Exercise> Where in the data does the word "struct" appear? Find those lines and copy them.

BEGIN Listed entries

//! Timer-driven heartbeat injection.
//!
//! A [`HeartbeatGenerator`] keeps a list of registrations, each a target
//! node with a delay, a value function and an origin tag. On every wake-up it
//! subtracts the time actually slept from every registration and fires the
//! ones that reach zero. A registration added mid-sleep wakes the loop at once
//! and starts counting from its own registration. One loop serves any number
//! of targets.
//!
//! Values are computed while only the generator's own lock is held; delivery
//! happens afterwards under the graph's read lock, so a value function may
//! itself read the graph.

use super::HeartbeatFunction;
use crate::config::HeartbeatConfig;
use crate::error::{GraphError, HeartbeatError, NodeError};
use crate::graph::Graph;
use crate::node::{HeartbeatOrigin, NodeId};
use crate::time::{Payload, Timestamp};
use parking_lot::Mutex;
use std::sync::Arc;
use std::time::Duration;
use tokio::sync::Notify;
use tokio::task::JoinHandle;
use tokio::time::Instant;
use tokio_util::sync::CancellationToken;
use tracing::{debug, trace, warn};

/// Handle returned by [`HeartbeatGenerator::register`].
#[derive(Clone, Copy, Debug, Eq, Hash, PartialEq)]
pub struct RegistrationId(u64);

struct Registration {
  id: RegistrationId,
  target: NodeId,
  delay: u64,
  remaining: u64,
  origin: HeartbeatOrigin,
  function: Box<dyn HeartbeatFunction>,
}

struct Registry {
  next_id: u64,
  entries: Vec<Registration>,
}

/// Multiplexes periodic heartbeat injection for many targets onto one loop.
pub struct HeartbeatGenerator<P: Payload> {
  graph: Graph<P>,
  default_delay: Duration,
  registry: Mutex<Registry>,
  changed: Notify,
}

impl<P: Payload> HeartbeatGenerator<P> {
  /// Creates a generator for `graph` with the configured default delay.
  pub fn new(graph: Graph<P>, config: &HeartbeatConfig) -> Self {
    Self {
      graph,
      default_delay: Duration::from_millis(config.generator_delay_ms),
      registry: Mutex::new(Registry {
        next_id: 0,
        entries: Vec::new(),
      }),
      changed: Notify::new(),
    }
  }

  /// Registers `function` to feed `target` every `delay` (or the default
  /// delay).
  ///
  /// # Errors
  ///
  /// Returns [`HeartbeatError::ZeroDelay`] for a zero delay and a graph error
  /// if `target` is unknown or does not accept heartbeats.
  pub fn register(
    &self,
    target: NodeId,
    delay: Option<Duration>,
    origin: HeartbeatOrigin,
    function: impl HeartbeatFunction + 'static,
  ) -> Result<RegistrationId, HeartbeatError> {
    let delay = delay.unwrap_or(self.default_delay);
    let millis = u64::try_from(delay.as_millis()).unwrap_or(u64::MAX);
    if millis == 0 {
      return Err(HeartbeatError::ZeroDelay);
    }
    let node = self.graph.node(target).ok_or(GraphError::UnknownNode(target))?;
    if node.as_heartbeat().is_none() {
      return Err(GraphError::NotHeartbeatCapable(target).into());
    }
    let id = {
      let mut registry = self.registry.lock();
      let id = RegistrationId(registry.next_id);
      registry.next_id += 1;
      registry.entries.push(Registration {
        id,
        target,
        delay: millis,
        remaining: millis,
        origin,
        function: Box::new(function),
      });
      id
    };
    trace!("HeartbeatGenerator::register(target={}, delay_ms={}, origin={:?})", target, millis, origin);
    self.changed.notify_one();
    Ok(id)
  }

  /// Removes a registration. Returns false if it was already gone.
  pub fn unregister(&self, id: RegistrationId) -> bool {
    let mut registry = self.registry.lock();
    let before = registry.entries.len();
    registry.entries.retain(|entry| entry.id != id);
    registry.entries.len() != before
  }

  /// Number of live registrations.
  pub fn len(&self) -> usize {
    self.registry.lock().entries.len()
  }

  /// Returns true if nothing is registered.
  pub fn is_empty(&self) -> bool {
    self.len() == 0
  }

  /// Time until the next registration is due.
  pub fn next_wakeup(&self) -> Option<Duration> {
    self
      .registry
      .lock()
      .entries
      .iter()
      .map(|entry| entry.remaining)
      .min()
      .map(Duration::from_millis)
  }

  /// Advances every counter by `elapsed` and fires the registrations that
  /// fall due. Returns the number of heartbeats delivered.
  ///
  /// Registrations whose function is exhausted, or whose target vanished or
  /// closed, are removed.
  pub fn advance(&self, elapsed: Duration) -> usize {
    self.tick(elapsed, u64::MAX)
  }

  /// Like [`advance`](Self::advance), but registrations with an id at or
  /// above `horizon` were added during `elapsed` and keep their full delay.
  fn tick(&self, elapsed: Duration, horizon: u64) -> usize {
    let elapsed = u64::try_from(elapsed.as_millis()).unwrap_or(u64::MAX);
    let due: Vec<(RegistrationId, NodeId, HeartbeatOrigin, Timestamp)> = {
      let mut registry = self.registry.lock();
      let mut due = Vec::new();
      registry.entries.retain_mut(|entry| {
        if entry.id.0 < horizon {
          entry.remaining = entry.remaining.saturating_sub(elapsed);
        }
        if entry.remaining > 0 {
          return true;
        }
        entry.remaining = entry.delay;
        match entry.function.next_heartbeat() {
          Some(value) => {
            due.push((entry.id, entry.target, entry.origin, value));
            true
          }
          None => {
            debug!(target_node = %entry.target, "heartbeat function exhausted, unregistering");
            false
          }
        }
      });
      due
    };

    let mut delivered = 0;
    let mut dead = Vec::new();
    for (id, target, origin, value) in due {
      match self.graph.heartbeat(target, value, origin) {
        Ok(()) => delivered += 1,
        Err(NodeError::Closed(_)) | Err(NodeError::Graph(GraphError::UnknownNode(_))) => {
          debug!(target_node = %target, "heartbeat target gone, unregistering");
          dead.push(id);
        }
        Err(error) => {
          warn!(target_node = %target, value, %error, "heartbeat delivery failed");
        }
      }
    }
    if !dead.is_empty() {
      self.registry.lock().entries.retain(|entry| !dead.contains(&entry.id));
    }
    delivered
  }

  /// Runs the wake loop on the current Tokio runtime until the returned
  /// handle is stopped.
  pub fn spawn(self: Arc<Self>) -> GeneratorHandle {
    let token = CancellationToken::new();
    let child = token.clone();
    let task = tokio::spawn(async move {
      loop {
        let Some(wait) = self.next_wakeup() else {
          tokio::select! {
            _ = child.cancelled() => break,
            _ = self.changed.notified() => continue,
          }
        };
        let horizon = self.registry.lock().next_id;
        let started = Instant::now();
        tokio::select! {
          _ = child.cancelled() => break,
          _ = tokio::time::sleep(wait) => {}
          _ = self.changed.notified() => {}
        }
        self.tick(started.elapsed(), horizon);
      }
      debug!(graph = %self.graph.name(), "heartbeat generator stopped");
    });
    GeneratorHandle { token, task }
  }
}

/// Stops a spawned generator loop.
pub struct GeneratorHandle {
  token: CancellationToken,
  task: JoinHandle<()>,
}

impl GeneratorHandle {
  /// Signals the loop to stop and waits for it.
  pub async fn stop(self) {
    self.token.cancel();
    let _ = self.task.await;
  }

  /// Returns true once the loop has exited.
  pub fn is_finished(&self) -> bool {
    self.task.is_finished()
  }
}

END Listed entries
BEGIN Listed entries

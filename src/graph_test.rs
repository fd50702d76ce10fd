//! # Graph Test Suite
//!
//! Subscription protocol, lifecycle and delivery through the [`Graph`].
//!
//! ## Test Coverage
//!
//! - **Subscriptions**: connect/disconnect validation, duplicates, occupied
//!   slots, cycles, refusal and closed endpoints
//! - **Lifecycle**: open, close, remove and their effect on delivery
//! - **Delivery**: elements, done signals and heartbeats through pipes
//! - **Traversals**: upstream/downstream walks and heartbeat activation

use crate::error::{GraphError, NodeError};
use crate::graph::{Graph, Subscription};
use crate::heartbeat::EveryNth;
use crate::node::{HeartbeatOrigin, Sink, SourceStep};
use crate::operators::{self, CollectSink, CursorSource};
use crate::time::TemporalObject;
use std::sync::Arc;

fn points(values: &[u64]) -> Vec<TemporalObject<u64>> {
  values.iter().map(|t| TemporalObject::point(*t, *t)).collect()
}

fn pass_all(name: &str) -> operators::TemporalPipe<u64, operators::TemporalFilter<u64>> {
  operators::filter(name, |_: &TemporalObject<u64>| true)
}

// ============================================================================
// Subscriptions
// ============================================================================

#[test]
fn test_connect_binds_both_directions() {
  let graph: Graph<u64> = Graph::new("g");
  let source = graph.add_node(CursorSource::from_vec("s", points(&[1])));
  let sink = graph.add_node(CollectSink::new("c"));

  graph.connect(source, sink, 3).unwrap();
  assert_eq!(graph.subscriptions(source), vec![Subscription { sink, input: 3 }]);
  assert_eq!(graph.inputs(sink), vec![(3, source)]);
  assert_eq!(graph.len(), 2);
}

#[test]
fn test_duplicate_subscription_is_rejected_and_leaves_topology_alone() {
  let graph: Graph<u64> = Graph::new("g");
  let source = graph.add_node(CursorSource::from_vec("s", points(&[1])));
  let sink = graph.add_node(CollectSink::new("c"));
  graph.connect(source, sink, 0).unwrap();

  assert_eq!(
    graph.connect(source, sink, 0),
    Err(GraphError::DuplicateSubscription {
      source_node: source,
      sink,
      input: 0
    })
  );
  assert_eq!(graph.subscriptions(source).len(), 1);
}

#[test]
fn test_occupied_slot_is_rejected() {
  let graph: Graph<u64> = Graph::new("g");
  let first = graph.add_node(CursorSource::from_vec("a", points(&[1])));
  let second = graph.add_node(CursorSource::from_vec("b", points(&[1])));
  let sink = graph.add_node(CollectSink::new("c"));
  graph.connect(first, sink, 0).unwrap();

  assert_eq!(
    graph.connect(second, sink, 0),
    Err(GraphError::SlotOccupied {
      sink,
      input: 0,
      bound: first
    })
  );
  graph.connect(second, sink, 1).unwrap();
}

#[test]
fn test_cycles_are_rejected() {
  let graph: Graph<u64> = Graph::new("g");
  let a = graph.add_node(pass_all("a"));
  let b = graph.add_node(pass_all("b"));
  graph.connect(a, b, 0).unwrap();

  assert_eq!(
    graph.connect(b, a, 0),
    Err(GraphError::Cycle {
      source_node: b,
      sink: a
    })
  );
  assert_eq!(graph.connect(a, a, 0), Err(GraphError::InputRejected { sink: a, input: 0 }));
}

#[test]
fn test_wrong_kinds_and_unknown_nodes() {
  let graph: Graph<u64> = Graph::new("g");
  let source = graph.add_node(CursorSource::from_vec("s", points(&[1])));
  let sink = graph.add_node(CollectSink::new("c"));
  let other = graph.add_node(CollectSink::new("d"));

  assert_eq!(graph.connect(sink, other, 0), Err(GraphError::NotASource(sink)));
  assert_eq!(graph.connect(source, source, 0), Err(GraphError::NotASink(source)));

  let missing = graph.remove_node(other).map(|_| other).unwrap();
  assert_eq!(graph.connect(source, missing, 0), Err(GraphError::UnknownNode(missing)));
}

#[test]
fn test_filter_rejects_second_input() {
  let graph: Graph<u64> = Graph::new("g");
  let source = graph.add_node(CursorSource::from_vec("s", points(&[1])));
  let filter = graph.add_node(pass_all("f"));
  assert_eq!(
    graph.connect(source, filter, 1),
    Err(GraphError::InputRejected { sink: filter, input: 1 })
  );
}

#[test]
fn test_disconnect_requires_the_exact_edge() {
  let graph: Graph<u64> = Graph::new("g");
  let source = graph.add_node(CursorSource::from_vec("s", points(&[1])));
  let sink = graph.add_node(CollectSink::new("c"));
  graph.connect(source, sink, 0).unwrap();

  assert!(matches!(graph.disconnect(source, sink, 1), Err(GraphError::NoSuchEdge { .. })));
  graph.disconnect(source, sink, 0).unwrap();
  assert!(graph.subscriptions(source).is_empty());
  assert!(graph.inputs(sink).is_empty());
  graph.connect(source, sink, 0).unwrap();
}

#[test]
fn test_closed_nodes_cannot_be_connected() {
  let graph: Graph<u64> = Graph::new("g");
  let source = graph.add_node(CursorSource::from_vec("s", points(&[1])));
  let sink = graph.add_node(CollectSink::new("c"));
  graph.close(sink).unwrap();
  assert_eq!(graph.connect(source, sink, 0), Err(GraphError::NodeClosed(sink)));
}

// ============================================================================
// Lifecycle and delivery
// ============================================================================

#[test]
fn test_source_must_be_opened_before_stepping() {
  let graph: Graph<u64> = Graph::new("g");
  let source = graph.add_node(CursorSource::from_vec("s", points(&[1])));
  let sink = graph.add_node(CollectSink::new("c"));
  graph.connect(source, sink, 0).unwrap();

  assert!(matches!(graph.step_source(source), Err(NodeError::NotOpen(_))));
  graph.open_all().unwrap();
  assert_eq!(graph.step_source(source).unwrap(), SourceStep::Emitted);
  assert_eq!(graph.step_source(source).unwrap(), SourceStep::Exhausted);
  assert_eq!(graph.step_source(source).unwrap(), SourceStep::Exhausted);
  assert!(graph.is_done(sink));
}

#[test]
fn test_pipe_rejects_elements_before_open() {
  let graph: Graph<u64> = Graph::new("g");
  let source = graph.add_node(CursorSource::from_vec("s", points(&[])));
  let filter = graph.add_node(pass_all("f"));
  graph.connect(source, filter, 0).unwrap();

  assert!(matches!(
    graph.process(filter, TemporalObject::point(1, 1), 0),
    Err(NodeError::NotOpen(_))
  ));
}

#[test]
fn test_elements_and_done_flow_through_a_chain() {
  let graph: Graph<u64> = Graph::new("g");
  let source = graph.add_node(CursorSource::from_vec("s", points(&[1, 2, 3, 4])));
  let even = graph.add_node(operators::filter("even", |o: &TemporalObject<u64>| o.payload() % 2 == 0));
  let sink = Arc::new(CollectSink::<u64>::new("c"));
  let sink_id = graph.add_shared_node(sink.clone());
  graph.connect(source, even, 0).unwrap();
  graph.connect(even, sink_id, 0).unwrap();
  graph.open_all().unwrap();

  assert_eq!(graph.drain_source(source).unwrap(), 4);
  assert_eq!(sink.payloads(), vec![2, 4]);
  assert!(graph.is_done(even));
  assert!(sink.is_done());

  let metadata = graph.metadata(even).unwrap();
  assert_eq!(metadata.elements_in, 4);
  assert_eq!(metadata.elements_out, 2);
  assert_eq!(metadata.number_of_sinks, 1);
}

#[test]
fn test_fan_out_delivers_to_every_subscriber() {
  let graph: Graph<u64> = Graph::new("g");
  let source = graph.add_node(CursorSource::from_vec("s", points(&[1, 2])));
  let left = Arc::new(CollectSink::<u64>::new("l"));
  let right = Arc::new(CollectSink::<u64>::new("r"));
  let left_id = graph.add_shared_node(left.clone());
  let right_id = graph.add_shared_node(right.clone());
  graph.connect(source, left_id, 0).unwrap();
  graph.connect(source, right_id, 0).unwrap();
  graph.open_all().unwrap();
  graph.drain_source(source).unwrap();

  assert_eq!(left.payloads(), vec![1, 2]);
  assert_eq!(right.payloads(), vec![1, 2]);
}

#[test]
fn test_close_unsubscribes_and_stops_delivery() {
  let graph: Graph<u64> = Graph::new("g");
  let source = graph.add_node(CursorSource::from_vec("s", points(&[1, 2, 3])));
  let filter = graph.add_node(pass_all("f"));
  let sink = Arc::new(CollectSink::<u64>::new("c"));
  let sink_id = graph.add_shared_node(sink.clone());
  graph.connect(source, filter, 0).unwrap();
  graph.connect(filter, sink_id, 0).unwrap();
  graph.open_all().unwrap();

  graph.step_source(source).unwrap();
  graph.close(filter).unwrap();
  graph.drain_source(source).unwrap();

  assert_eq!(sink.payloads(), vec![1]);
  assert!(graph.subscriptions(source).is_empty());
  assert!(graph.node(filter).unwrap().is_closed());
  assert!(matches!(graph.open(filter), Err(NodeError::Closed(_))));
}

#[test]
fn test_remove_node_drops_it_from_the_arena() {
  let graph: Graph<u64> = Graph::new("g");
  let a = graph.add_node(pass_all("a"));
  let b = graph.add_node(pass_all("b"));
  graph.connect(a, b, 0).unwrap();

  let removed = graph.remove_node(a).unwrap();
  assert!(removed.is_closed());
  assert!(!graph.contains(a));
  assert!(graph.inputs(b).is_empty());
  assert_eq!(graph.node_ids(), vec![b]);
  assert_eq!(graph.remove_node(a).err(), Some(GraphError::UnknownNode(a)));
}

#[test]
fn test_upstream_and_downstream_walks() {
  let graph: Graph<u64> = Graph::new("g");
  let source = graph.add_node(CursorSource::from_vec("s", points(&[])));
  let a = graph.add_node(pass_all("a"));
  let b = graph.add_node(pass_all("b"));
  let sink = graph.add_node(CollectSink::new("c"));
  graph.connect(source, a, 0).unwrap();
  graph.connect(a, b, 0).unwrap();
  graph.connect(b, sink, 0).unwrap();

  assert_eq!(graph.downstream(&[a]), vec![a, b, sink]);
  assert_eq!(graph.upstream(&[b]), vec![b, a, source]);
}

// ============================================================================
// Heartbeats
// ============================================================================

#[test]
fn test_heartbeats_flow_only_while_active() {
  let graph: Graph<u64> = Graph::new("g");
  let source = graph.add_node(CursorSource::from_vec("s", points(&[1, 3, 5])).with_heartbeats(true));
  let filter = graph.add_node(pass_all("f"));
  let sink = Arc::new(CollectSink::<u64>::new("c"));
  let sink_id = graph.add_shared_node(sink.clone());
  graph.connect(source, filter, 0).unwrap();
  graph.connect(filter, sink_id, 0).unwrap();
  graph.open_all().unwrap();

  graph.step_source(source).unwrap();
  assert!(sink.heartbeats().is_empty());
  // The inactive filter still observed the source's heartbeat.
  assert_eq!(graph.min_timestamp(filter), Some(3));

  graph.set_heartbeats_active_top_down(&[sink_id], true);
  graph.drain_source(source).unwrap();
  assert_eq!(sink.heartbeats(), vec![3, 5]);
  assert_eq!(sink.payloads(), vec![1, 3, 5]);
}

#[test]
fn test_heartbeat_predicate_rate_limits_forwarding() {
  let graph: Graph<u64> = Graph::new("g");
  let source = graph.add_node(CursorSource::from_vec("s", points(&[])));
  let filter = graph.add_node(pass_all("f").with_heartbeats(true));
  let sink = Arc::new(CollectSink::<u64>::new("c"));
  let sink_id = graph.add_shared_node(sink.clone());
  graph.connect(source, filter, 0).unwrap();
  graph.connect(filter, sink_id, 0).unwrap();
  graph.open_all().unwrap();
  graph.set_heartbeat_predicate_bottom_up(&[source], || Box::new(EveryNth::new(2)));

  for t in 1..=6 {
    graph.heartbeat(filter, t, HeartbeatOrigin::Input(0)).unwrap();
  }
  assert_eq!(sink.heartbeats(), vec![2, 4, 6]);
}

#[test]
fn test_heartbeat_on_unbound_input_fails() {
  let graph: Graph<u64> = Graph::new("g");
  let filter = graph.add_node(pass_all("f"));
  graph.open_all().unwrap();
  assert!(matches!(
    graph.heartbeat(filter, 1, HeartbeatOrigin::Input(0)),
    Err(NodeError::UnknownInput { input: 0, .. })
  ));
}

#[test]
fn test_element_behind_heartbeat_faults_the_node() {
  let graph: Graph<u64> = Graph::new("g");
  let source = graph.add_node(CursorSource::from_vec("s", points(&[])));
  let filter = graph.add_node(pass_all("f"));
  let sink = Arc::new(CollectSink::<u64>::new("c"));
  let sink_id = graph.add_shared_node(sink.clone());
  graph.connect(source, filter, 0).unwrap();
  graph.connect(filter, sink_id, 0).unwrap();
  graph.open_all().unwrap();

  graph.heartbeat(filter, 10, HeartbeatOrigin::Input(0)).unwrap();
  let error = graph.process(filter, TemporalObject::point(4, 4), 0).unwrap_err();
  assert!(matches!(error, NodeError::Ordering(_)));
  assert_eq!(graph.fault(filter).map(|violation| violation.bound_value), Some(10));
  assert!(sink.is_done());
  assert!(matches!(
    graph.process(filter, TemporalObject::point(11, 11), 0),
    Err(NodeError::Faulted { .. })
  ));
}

END Listed entries

Solution>
pub struct RegistrationId(u64);
struct Registration {
struct Registry {
pub struct HeartbeatGenerator<P: Payload> {
pub struct GeneratorHandle {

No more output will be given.